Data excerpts
*** Begin section ***
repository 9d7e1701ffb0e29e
//! Ranking construction.
//!
//! Two position-assignment strategies coexist and must stay separate:
//!   - `CompetitionRanking` ("1224"): ties share a position and the next
//!     distinct score skips by the tie count. Used by the ranking API.
//!   - `SequentialRanking`: positions always step by one, ties keep input
//!     order. Used by the recalculation to fill overallRank / roleRank.

use crate::config::TieBreakKey;
use crate::result::EvaluationResultItem;
use crate::types::{EmployeeId, PeriodId, RankCode, Role, StoreId};
use serde::{Deserialize, Serialize};
use std::cmp::Ordering;
use std::collections::BTreeMap;

#[derive(Debug, Clone, PartialEq, Eq, Serialize, Deserialize)]
#[serde(rename_all = "camelCase")]
pub struct RankingEntry {
    pub employee_id: EmployeeId,
    pub position: u32,
}

#[derive(Debug, Clone, PartialEq, Serialize, Deserialize)]
#[serde(rename_all = "camelCase")]
pub struct RankingData {
    pub period: PeriodId,
    pub overall: Vec<RankingEntry>,
    pub by_role: BTreeMap<Role, Vec<RankingEntry>>,
    pub by_store: BTreeMap<StoreId, Vec<RankingEntry>>,
}

/// Position of `items[index]` in the ranked order.
#[derive(Debug, Clone, Copy, PartialEq, Eq)]
pub struct Placement {
    pub index: usize,
    pub position: u32,
}

/// A pluggable sort + position-assignment function.
pub trait RankingStrategy {
    fn name(&self) -> &'static str;

    /// Returns one placement per item, in ranked order.
    fn place(&self, items: &[&EvaluationResultItem]) -> Vec<Placement>;
}

/// Which score a ranking is built on.
#[derive(Debug, Clone, Copy, PartialEq, Eq, Hash, Serialize, Deserialize)]
#[serde(rename_all = "snake_case")]
pub enum ScoreKind {
    Total,
    Quantitative,
    Qualitative,
}

impl ScoreKind {
    pub fn score(self, item: &EvaluationResultItem) -> f64 {
        match self {
            Self::Total => item.total_score,
            Self::Quantitative => item.quantitative_score,
            Self::Qualitative => item.qualitative_score,
        }
    }
}

/// Descending score order. `-0.0` and `0.0` compare equal.
fn score_desc(a: f64, b: f64) -> Ordering {
    (b + 0.0).total_cmp(&(a + 0.0))
}

// ── Strict sequential ──────────────────────────────────────────────

/// Total score descending, ties left in input order, positions 1, 2, 3, ...
#[derive(Debug, Clone, Copy, Default)]
pub struct SequentialRanking;

impl RankingStrategy for SequentialRanking {
    fn name(&self) -> &'static str {
        "sequential"
    }

    fn place(&self, items: &[&EvaluationResultItem]) -> Vec<Placement> {
        let mut order: Vec<usize> = (0..items.len()).collect();
        // sort_by is stable: equal totals keep input order.
        order.sort_by(|&a, &b| score_desc(items[a].total_score, items[b].total_score));

        order
            .into_iter()
            .enumerate()
            .map(|(i, index)| Placement {
                index,
                position: i as u32 + 1,
            })
            .collect()
    }
}

// ── Competition ("1224") ───────────────────────────────────────────

/// Score descending, tie-break keys in order, employee id ascending last.
/// Equal scores share a position.
#[derive(Debug, Clone)]
pub struct CompetitionRanking {
    pub score: ScoreKind,
    pub tie_break: Vec<TieBreakKey>,
}

impl CompetitionRanking {
    pub fn new(score: ScoreKind, tie_break: &[TieBreakKey]) -> Self {
        Self {
            score,
            tie_break: tie_break.to_vec(),
        }
    }

    fn compare(&self, a: &EvaluationResultItem, b: &EvaluationResultItem) -> Ordering {
        let primary = score_desc(self.score.score(a), self.score.score(b));
        if primary != Ordering::Equal {
            return primary;
        }

        for key in &self.tie_break {
            let ord = match key {
                TieBreakKey::TotalScore if self.score == ScoreKind::Total => Ordering::Equal,
                TieBreakKey::TotalScore => score_desc(a.total_score, b.total_score),
                TieBreakKey::QuantitativeScore => {
                    score_desc(a.quantitative_score, b.quantitative_score)
                }
                TieBreakKey::QualitativeScore => {
                    score_desc(a.qualitative_score, b.qualitative_score)
                }
                TieBreakKey::EmployeeCode => a.employee_code.cmp(&b.employee_code),
                TieBreakKey::EmployeeId => a.employee_id.cmp(&b.employee_id),
            };
            if ord != Ordering::Equal {
                return ord;
            }
        }

        // Every result needs a stable unique slot.
        a.employee_id.cmp(&b.employee_id)
    }
}

impl RankingStrategy for CompetitionRanking {
    fn name(&self) -> &'static str {
        "competition"
    }

    fn place(&self, items: &[&EvaluationResultItem]) -> Vec<Placement> {
        let mut order: Vec<usize> = (0..items.len()).collect();
        order.sort_by(|&a, &b| self.compare(items[a], items[b]));

        let mut placements = Vec::with_capacity(order.len());
        let mut previous: Option<(f64, u32)> = None;
        for (i, index) in order.into_iter().enumerate() {
            let score = self.score.score(items[index]);
            let position = match previous {
                Some((prev_score, prev_position)) if prev_score == score => prev_position,
                _ => i as u32 + 1,
            };
            previous = Some((score, position));
            placements.push(Placement { index, position });
        }
        placements
    }
}

// ── Partitioned rankings ───────────────────────────────────────────

fn entries(items: &[&EvaluationResultItem], placements: &[Placement]) -> Vec<RankingEntry> {
    placements
        .iter()
        .map(|p| RankingEntry {
            employee_id: items[p.index].employee_id.clone(),
            position: p.position,
        })
        .collect()
}

fn ranked_entries(
    items: &[&EvaluationResultItem],
    strategy: &dyn RankingStrategy,
) -> Vec<RankingEntry> {
    entries(items, &strategy.place(items))
}

/// Overall, per-role and per-store rankings under one strategy.
///
/// Every role has a key, possibly empty. Stores get one partition each
/// for every store id present in `results`.
pub fn partition_rankings(
    results: &[EvaluationResultItem],
    period: &str,
    strategy: &dyn RankingStrategy,
) -> RankingData {
    let all: Vec<&EvaluationResultItem> = results.iter().collect();
    let overall = ranked_entries(&all, strategy);

    let by_role = Role::ALL
        .iter()
        .map(|&role| {
            let members: Vec<&EvaluationResultItem> =
                results.iter().filter(|r| r.role == role).collect();
            (role, ranked_entries(&members, strategy))
        })
        .collect();

    let mut stores: BTreeMap<StoreId, Vec<&EvaluationResultItem>> = BTreeMap::new();
    for item in results {
        stores.entry(item.store_id.clone()).or_default().push(item);
    }
    let by_store = stores
        .into_iter()
        .map(|(store_id, members)| (store_id, ranked_entries(&members, strategy)))
        .collect();

    log::debug!(
        "period={period} {} ranking over {} result(s)",
        strategy.name(),
        results.len()
    );

    RankingData {
        period: period.to_string(),
        overall,
        by_role,
        by_store,
    }
}

/// User-facing rankings: competition ("1224") positions on total score.
pub fn build_rankings(
    results: &[EvaluationResultItem],
    period: &str,
    tie_break_order: &[TieBreakKey],
) -> RankingData {
    let strategy = CompetitionRanking::new(ScoreKind::Total, tie_break_order);
    partition_rankings(results, period, &strategy)
}

// ── Score boards ───────────────────────────────────────────────────

#[derive(Debug, Clone, PartialEq, Serialize, Deserialize)]
#[serde(rename_all = "camelCase")]
pub struct ScoreBoardEntry {
    pub employee_id: EmployeeId,
    pub employee_code: String,
    pub employee_name: String,
    pub role: Role,
    pub store_id: StoreId,
    pub score: f64,
    pub rank: RankCode,
    pub position: u32,
}

#[derive(Debug, Clone, Default, PartialEq, Serialize, Deserialize)]
pub struct KindRankings {
    pub total: Vec<ScoreBoardEntry>,
    pub quantitative: Vec<ScoreBoardEntry>,
    pub qualitative: Vec<ScoreBoardEntry>,
}

#[derive(Debug, Clone, PartialEq, Serialize, Deserialize)]
#[serde(rename_all = "camelCase")]
pub struct ScoreBoard {
    pub period: PeriodId,
    pub overall: KindRankings,
    pub by_role: BTreeMap<Role, KindRankings>,
}

fn board_for(
    items: &[&EvaluationResultItem],
    kind: ScoreKind,
    tie_break: &[TieBreakKey],
) -> Vec<ScoreBoardEntry> {
    CompetitionRanking::new(kind, tie_break)
        .place(items)
        .into_iter()
        .map(|p| {
            let item = items[p.index];
            ScoreBoardEntry {
                employee_id: item.employee_id.clone(),
                employee_code: item.employee_code.clone(),
                employee_name: item.employee_name.clone(),
                role: item.role,
                store_id: item.store_id.clone(),
                score: kind.score(item),
                rank: item.rank,
                position: p.position,
            }
        })
        .collect()
}

fn kind_rankings(items: &[&EvaluationResultItem], tie_break: &[TieBreakKey]) -> KindRankings {
    KindRankings {
        total: board_for(items, ScoreKind::Total, tie_break),
        quantitative: board_for(items, ScoreKind::Quantitative, tie_break),
        qualitative: board_for(items, ScoreKind::Qualitative, tie_break),
    }
}

/// Competition rankings per evaluation type, overall and per role.
pub fn build_score_board(
    results: &[EvaluationResultItem],
    period: &str,
    tie_break_order: &[TieBreakKey],
) -> ScoreBoard {
    let all: Vec<&EvaluationResultItem> = results.iter().collect();
    let by_role = Role::ALL
        .iter()
        .map(|&role| {
            let members: Vec<&EvaluationResultItem> =
                results.iter().filter(|r| r.role == role).collect();
            (role, kind_rankings(&members, tie_break_order))
        })
        .collect();

    ScoreBoard {
        period: period.to_string(),
        overall: kind_rankings(&all, tie_break_order),
        by_role,
    }
}
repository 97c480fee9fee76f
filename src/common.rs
pub mod db_utils;
pub mod error;
pub mod i18n;
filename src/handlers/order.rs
// src/handlers/order.rs

use axum::{extract::State, http::StatusCode, response::IntoResponse, Json};
use chrono::Local;
use serde::{Deserialize, Serialize};
use validator::Validate;

use crate::{
    common::error::{ApiError, AppError},
    config::AppState,
    middleware::{i18n::Locale, json::AppJson},
    models::kitchen::KitchenEvent,
};

fn default_quantity() -> i32 {
    1
}

// ---
// Payload: PlaceOrder
// ---
#[derive(Debug, Deserialize, Validate)]
pub struct OrderPayload {
    pub store_id: i64,
    pub product_id: i64,

    #[serde(default = "default_quantity")]
    #[validate(range(min = 1, message = "Quantity must be at least 1."))]
    pub quantity: i32,
}

#[derive(Debug, Serialize)]
pub struct OrderResponse {
    pub message: String,
    pub product: String,
}

// ---
// Handler: create_order
// ---
pub async fn create_order(
    State(app_state): State<AppState>,
    locale: Locale,
    AppJson(payload): AppJson<OrderPayload>,
) -> Result<impl IntoResponse, ApiError> {

    payload.validate()
        .map_err(|e| AppError::ValidationError(e).to_api_error(&locale, &app_state.i18n))?;

    let receipt = app_state
        .order_service
        .place_order(
            &app_state.db_pool,
            payload.store_id,
            payload.product_id,
            payload.quantity,
        )
        .await
        .map_err(|app_err| app_err.to_api_error(&locale, &app_state.i18n))?;

    // Stock is committed at this point. The kitchen hears about it afterwards
    // and nothing that happens to a display changes the response.
    let report = app_state
        .kitchen_hub
        .broadcast(&KitchenEvent::new_order(&receipt, Local::now()));

    tracing::debug!(
        product = %receipt.product_name,
        displays = report.delivered,
        dropped = report.dropped.len(),
        "kitchen notified"
    );

    Ok((
        StatusCode::OK,
        Json(OrderResponse {
            message: app_state.i18n.get(&locale.0, "order.success"),
            product: receipt.product_name,
        }),
    ))
}
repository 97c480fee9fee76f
// src/models/kitchen.rs

use chrono::{DateTime, Local};
use serde::{Deserialize, Serialize};

use crate::models::inventory::OrderReceipt;

#[derive(Debug, Clone, Copy, Serialize, Deserialize, PartialEq)]
#[serde(rename_all = "SCREAMING_SNAKE_CASE")]
pub enum KitchenEventKind {
    NewOrder, // "NEW_ORDER"
}

// Wire shape pushed to every kitchen display:
// {"type":"NEW_ORDER","product":"Latte","quantity":3,"store":"S1","time":"08:15:02"}
#[derive(Debug, Clone, Serialize, Deserialize, PartialEq)]
pub struct KitchenEvent {
    #[serde(rename = "type")]
    pub kind: KitchenEventKind,
    pub product: String,
    pub quantity: i32,
    pub store: String,
    pub time: String,
}

impl KitchenEvent {
    pub fn new_order(receipt: &OrderReceipt, at: DateTime<Local>) -> Self {
        Self {
            kind: KitchenEventKind::NewOrder,
            product: receipt.product_name.clone(),
            quantity: receipt.quantity,
            store: receipt.store_name.clone(),
            time: at.format("%H:%M:%S").to_string(),
        }
    }
}

#[cfg(test)]
mod tests {
    use super::*;
    use chrono::TimeZone;

    #[test]
    fn new_order_event_has_display_wire_shape() {
        let receipt = OrderReceipt {
            store_name: "S1".to_string(),
            product_name: "Latte".to_string(),
            quantity: 3,
        };
        let at = Local.with_ymd_and_hms(2025, 3, 1, 8, 15, 2).unwrap();

        let json = serde_json::to_value(KitchenEvent::new_order(&receipt, at)).unwrap();

        assert_eq!(
            json,
            serde_json::json!({
                "type": "NEW_ORDER",
                "product": "Latte",
                "quantity": 3,
                "store": "S1",
                "time": "08:15:02",
            })
        );
    }
}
*** End section ***
What you need to do - For the word "OrderResponse", show every line of the entries that holds it.

Output below -
pub struct OrderResponse {
        Json(OrderResponse {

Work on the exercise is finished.